What is expected: Please report how many lines in the records below contain the word "StoreError", and give nothing else.

Listed records:
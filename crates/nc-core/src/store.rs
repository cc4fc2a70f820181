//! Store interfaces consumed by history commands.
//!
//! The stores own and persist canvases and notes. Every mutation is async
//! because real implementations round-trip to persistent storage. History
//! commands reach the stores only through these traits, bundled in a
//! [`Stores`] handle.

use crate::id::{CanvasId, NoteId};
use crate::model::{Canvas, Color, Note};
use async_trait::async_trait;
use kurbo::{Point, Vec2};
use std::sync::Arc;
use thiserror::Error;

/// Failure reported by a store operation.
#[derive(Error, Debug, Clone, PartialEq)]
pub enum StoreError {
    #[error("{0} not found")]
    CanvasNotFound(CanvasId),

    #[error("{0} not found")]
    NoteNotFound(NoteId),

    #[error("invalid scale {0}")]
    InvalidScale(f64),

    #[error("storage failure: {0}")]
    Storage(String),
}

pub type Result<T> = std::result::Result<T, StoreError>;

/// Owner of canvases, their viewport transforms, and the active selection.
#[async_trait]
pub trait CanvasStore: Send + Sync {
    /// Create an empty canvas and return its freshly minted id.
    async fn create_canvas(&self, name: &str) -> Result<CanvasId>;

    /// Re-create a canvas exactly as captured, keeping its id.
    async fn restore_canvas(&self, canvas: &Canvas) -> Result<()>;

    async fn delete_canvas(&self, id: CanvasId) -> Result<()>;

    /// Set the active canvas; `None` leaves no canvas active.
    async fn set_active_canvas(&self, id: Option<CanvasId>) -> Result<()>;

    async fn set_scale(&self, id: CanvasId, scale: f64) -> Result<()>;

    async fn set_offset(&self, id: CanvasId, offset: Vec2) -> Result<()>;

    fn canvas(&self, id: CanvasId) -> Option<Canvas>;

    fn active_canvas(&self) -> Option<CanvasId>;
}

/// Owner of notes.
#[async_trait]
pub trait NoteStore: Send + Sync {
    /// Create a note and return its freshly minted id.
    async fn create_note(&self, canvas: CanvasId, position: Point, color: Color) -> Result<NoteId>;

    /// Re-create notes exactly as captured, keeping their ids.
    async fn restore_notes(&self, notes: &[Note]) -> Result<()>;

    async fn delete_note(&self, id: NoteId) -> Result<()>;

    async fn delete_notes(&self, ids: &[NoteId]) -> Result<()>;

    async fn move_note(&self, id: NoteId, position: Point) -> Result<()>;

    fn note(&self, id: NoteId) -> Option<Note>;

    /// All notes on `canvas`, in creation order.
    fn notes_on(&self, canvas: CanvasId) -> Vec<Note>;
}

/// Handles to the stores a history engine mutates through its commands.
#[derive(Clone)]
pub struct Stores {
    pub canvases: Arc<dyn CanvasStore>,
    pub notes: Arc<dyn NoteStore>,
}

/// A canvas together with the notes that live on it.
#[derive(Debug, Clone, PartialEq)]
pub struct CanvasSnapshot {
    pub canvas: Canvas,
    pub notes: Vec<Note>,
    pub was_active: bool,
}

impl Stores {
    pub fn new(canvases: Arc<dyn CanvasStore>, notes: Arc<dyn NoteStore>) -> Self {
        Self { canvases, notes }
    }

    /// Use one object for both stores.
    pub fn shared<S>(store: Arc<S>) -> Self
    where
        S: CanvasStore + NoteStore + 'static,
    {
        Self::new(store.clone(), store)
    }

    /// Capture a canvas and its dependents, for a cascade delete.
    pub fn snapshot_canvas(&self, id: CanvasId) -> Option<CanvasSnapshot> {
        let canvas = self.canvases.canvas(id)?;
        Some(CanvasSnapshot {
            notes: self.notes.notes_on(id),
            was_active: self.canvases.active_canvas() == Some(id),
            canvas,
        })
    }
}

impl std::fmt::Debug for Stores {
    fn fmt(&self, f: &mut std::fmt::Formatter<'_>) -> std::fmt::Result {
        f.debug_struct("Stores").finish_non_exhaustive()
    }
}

Answer section: 2